"Oh I see." Merlin regarded Ian with new interest and not a little amusement. "You have gotten yourself in deep, haven't you? Very well, tell me what this is all about, but don't take too long at it; tea is running late now."
"Still, a matter must be started at its beginning," the Vicar replied, and Ian recognised in his mannerisms all of those little adjustments one makes before taking on a serious section of narration, especially when one is constrained to sit down throughout the proceedings. "We had, of course, made the usual arrangements to visit the Midwinter Feast; it doesn't do to miss one's seasonal obligations if one wishes to remain on speaking terms with the local court, rather than the terms of intimidation with which you may be more familiar.
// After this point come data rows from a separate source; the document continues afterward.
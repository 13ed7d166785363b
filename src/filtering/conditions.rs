use sea_orm::Value;

use crate::metadata::EntityMetadata;
use crate::models::{FilterEntry, FilterKind};
use crate::query::Fragment;

/// SQL comparison operator for the single-value comparison kinds
fn comparison_operator(kind: FilterKind) -> Option<&'static str> {
    match kind {
        FilterKind::Equals => Some("="),
        FilterKind::GreaterThan => Some(">"),
        FilterKind::GreaterThanOrEqual => Some(">="),
        FilterKind::LessThan => Some("<"),
        FilterKind::LessThanOrEqual => Some("<="),
        _ => None,
    }
}

/// Render a bound value as text for pattern matching.
///
/// Returns `None` for SQL NULL and for values with no sensible text form.
#[must_use]
pub fn value_as_text(value: &Value) -> Option<String> {
    match value {
        Value::String(Some(s)) => Some(s.to_string()),
        Value::Char(Some(c)) => Some(c.to_string()),
        Value::Bool(Some(b)) => Some(b.to_string()),
        Value::TinyInt(Some(n)) => Some(n.to_string()),
        Value::SmallInt(Some(n)) => Some(n.to_string()),
        Value::Int(Some(n)) => Some(n.to_string()),
        Value::BigInt(Some(n)) => Some(n.to_string()),
        Value::TinyUnsigned(Some(n)) => Some(n.to_string()),
        Value::SmallUnsigned(Some(n)) => Some(n.to_string()),
        Value::Unsigned(Some(n)) => Some(n.to_string()),
        Value::BigUnsigned(Some(n)) => Some(n.to_string()),
        Value::Float(Some(n)) => Some(n.to_string()),
        Value::Double(Some(n)) => Some(n.to_string()),
        Value::Uuid(Some(u)) => Some(u.to_string()),
        _ => None,
    }
}

/// Build the `ILIKE` fragment for one column and one search/like term
#[must_use]
pub fn build_like_condition(column: &str, term: &str) -> Fragment {
    Fragment::new(
        format!("{column}::TEXT ILIKE ?"),
        vec![Value::from(format!("%{term}%"))],
    )
}

fn build_comparisons(column: &str, operator: &str, values: &[Value]) -> Vec<Fragment> {
    values
        .iter()
        .map(|value| Fragment::new(format!("{column} {operator} ?"), vec![value.clone()]))
        .collect()
}

fn build_likes(column: &str, values: &[Value]) -> Vec<Fragment> {
    values
        .iter()
        .filter_map(value_as_text)
        .map(|term| build_like_condition(column, &term))
        .collect()
}

/// One `BETWEEN` per (min, max) pair; a trailing unpaired value is ignored
fn build_betweens(column: &str, values: &[Value]) -> Vec<Fragment> {
    values
        .chunks_exact(2)
        .map(|pair| {
            Fragment::new(
                format!("{column} BETWEEN ? AND ?"),
                vec![pair[0].clone(), pair[1].clone()],
            )
        })
        .collect()
}

fn build_set_membership(column: &str, negated: bool, values: &[Value]) -> Vec<Fragment> {
    if values.is_empty() {
        return Vec::new();
    }
    let placeholders = vec!["?"; values.len()].join(", ");
    let keyword = if negated { "NOT IN" } else { "IN" };
    vec![Fragment::new(
        format!("{column} {keyword} ({placeholders})"),
        values.to_vec(),
    )]
}

fn build_null_check(column: &str, negated: bool) -> Vec<Fragment> {
    let check = if negated { "IS NOT NULL" } else { "IS NULL" };
    vec![Fragment::raw(format!("{column} {check}"))]
}

/// Compile one filter entry into a parenthesized fragment.
///
/// Per-value predicates are joined with the entry's value combinator. The
/// entry is dropped (`None`) when its field does not resolve or when it
/// produces no predicate at all, in which case none of its values are bound.
#[must_use]
pub fn compile_entry(entry: &FilterEntry, metadata: &EntityMetadata) -> Option<Fragment> {
    let Some(column) = metadata.resolve(&entry.field) else {
        tracing::trace!(field = %entry.field, kind = ?entry.kind, "Dropping filter on unknown field");
        return None;
    };

    let parts = match entry.kind {
        FilterKind::Like => build_likes(column, &entry.values),
        FilterKind::Between => build_betweens(column, &entry.values),
        FilterKind::In => build_set_membership(column, false, &entry.values),
        FilterKind::NotIn => build_set_membership(column, true, &entry.values),
        FilterKind::IsNull => build_null_check(column, false),
        FilterKind::IsNotNull => build_null_check(column, true),
        kind => comparison_operator(kind)
            .map(|operator| build_comparisons(column, operator, &entry.values))
            .unwrap_or_default(),
    };

    if parts.is_empty() {
        tracing::trace!(field = %entry.field, kind = ?entry.kind, "Dropping filter without usable values");
        return None;
    }

    Some(Fragment::join(parts, entry.value_combinator.separator()).parenthesized())
}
When I say we, I naturally mean myself and Mrs Hubbard, and Miss Crawley; whilst I known the gentleman here for some time, he has previously shown no inclination towards such matters, and certainly not the kind of history that we have established with the small folk. It was, however, a shared occasion which we set out from. By the intricate dance of our calendars, the final Sunday before Christmas had aligned - whether fortuitously or otherwise, I cannot yet say - with the midwinter day, and I and Mrs Hubbard had attended the service and made arrangements to meet thereafter.
Although, if our friend had followed us all the way from the service, there must have been a rather damp wait in the driving rain - for the weather was distinctly appropriate, although snow would have been even more so, I suppose - for our dear friend here, and a rather hungry one too, which only goes to demonstrate exceptional restraint or great gifts of stealth in the subsequent feasting-hall.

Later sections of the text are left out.